One of my favourite poems, "The Stolen Child" by W.B. Yeats, has provided me with a line that I feel is perfect for this post title.
Incidentally, that poem is very special for me as it was the one I read with huge emotion, at fourteen years of age, to our English class taught by drama teacher, Mr. Rogers. When the bell rang and everyone was rushing to leave, Mr. Rogers called me up and suggested I join his drama school. Alas, owing to my parents not having the necessary spondoolicks, it never came to pass. Of course, many, many years later my dream was realised!
It was on a wet and extremely windy February afternoon that hubby and I set off for Ballydonegan Pier, Allihies, West Cork.
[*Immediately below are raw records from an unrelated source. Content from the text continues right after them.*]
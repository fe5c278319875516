//! The detector/reporter: owns the live graph, the process-wide
//! "a deadlock has been seen" flag, and the single user callback.

use std::sync::atomic::{AtomicBool, Ordering};

use crate::graph::{DeadlockReport, Graph, Mode, WaitOutcome};
use crate::ids::{LockId, ThreadId};
use crate::log;

/// A user-supplied callback invoked, on the thread that discovered the
/// cycle, the moment a deadlock is detected.
pub type Callback = Box<dyn Fn(&DeadlockReport) + Send + Sync + 'static>;

pub(crate) struct Detector {
    graph: Graph,
    seen: AtomicBool,
    callback: parking_lot::Mutex<Option<Callback>>,
}

impl Detector {
    pub fn new() -> Self {
        Self {
            graph: Graph::new(),
            seen: AtomicBool::new(false),
            callback: parking_lot::Mutex::new(None),
        }
    }

    pub fn set_callback(&self, callback: Callback) {
        *self.callback.lock() = Some(callback);
    }

    pub fn graph(&self) -> &Graph {
        &self.graph
    }

    pub fn is_deadlock_detected(&self) -> bool {
        self.seen.load(Ordering::Acquire)
    }

    pub fn reset_deadlock_flag(&self) {
        self.seen.store(false, Ordering::Release);
    }

    /// Registers a wait edge and, if it closes a cycle, fires the callback
    /// and logs the report. Returns the same outcome the underlying graph
    /// call produced, so engines can decide what (if anything) to do beyond
    /// reporting — per the detector's observe-don't-prevent contract, the
    /// answer is always "proceed to block regardless".
    pub fn guard_wait(&self, tid: ThreadId, lid: LockId, mode: Mode) -> WaitOutcome {
        let outcome = self.graph.on_about_to_wait(tid, lid, mode);
        if let WaitOutcome::Deadlock(report) = &outcome {
            self.report(report);
        }
        outcome
    }

    /// Same as [`Self::guard_wait`] but for the condvar-reacquire bracket.
    pub fn guard_condvar_reacquire(&self, tid: ThreadId, mutex_lid: LockId) -> WaitOutcome {
        let outcome = self.graph.on_condvar_reacquire(tid, mutex_lid);
        if let WaitOutcome::Deadlock(report) = &outcome {
            self.report(report);
        }
        outcome
    }

    fn report(&self, report: &DeadlockReport) {
        self.seen.store(true, Ordering::Release);
        tracing::error!(
            thread_cycle = ?report.thread_cycle,
            thread_waiting_for_locks = ?report.thread_waiting_for_locks,
            "deadlock detected"
        );
        log::record_deadlock(report);
        if let Some(callback) = self.callback.lock().as_ref() {
            callback(report);
        }
    }
}
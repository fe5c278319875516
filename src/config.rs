//! Initialization and global state.
//!
//! The detector is process-wide and initialized exactly once: everything
//! before that call is inert, everything after it runs through the same
//! [`State`] singleton.

use std::path::{Path, PathBuf};

use once_cell::sync::OnceCell;
use tracing_subscriber::EnvFilter;

use crate::detector::{Callback, Detector};
use crate::error::{Error, Result};
use crate::graph::DeadlockReport;
use crate::ids::{self, ThreadId};
use crate::log::{self, Sink};
use crate::registry::Registry;
use crate::registry::thread::ThreadRegistry;

const DEFAULT_TRACING_FILTER: &str = "tangle=info";

/// Configuration accepted by [`init`].
#[derive(Default)]
pub struct Config {
    log_path: Option<PathBuf>,
    callback: Option<Callback>,
    tracing_filter: Option<String>,
}

impl Config {
    /// Starts an empty configuration.
    pub fn new() -> Self {
        Self::default()
    }

    /// Enables the optional line-delimited JSON event log at `path`.
    #[must_use]
    pub fn with_log_path(mut self, path: impl AsRef<Path>) -> Self {
        self.log_path = Some(path.as_ref().to_path_buf());
        self
    }

    /// Registers the callback invoked on deadlock detection.
    #[must_use]
    pub fn with_callback<F>(mut self, callback: F) -> Self
    where
        F: Fn(&DeadlockReport) + Send + Sync + 'static,
    {
        self.callback = Some(Box::new(callback));
        self
    }

    /// Sets the `tracing` filter directive used by the subscriber this crate
    /// installs on [`init`]. Overrides the `TANGLE_LOG` environment
    /// variable, which is otherwise the default source.
    #[must_use]
    pub fn with_tracing_filter(mut self, filter: impl Into<String>) -> Self {
        self.tracing_filter = Some(filter.into());
        self
    }
}

pub(crate) struct State {
    pub detector: Detector,
    pub registry: Registry,
    pub threads: ThreadRegistry,
}

static STATE: OnceCell<State> = OnceCell::new();

/// Initializes the detector. May be called at most once per process; a
/// second call returns [`Error::AlreadyInitialized`] rather than replacing
/// the existing configuration.
///
/// Installs a `tracing` subscriber filtered by [`Config::with_tracing_filter`]
/// if set, else by the `TANGLE_LOG` environment variable, else a crate
/// default. A malformed filter directive is returned as
/// [`Error::LoggerInit`]; a subscriber already installed by the host
/// application is left in place (`try_init` is best-effort here, not fatal —
/// the host's own logging setup always wins).
pub fn init(config: Config) -> Result<()> {
    if STATE.get().is_some() {
        return Err(Error::AlreadyInitialized);
    }

    let filter_directive = config
        .tracing_filter
        .clone()
        .or_else(|| std::env::var("TANGLE_LOG").ok())
        .unwrap_or_else(|| DEFAULT_TRACING_FILTER.to_string());
    let filter = EnvFilter::try_new(&filter_directive)
        .map_err(|e| Error::LoggerInit(e.to_string()))?;
    let _ = tracing_subscriber::fmt().with_env_filter(filter).try_init();

    if let Some(path) = &config.log_path {
        let sink = Sink::open(path).map_err(Error::InvalidLogPath)?;
        log::install_sink(sink);
    }

    let detector = Detector::new();
    if let Some(callback) = config.callback {
        detector.set_callback(callback);
    }
    let state = State {
        detector,
        registry: Registry::new(),
        threads: ThreadRegistry::new(),
    };

    if STATE.set(state).is_err() {
        return Err(Error::AlreadyInitialized);
    }

    tracing::info!("detector initialized");
    Ok(())
}

pub(crate) fn state() -> &'static State {
    STATE.get().expect("tangle::init must be called before use")
}

pub(crate) fn try_state() -> Option<&'static State> {
    STATE.get()
}

/// Returns whether the process has detected a deadlock since the last
/// [`reset_deadlock_flag`] call (or since [`init`], if never reset).
pub fn is_deadlock_detected() -> bool {
    try_state().is_some_and(|s| s.detector.is_deadlock_detected())
}

/// Clears the "a deadlock has been seen" flag.
pub fn reset_deadlock_flag() {
    if let Some(s) = try_state() {
        s.detector.reset_deadlock_flag();
    }
}

/// Returns the calling thread's stable [`ThreadId`].
pub fn current_thread_id() -> ThreadId {
    ids::current_tid()
}

/// Registers that `tid` was spawned by `parent`, establishing the
/// parent/child relationship consulted on thread exit.
pub fn register_thread_spawn(tid: ThreadId, parent: ThreadId) {
    if let Some(s) = try_state() {
        s.threads.register_spawn(tid, parent);
    }
}

/// Registers that `tid` has exited, releasing everything it held and
/// destroying any lock it created that is no longer referenced.
pub fn register_thread_exit(tid: ThreadId) {
    if let Some(s) = try_state() {
        s.threads.register_exit(tid, &s.registry, s.detector.graph());
    }
}

/// Flushes the optional event log file to disk. A no-op returning `Ok(())`
/// if no log path was configured.
pub fn flush_logs() -> Result<()> {
    log::flush().map_err(Error::InvalidLogPath)
}
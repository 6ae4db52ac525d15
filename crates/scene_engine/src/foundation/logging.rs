//! Logging setup
//!
//! The library only talks to the `log` facade. Binaries pick the backend by
//! calling one of the initialisers here once at startup.

pub use log::{debug, info, warn, error, trace};

/// Initialize the logging system from `RUST_LOG`
pub fn init() {
    env_logger::init();
}

/// Initialize logging with a default filter (e.g. `"scene_engine=debug"`)
///
/// `RUST_LOG` still wins when it is set. Calling this twice is harmless; the
/// second logger is rejected and the error is ignored.
pub fn init_with_filter(default_filter: &str) {
    let env = env_logger::Env::default().default_filter_or(default_filter);
    let _ = env_logger::Builder::from_env(env)
        .format_timestamp_millis()
        .try_init();
}
//! Foundation module - Core utilities and types
//!
//! This module provides fundamental utilities used throughout the engine:
//! - Math types and operations
//! - Logging setup

pub mod math;
pub mod logging;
On approaching the pier, my nostrils now filled with sea spray and the smell of seaweed, in my head I was once more back on the slipway of a pre-1970s Ringsend, Dublin.
Each footstep on the slippery slipway cobblestones brought back memories of hours spent watching the men hawl up their rowing boats and securing them to the sea wall, running screaming from the crabs still walking around after a catch or just standing on my own, after my friend had gone home, staring out to sea.
I considered myself blessed to have experienced the sea giving one of her finest performances with the mist providing the perfect backdrop. She was at her wildest. I was in Heaven.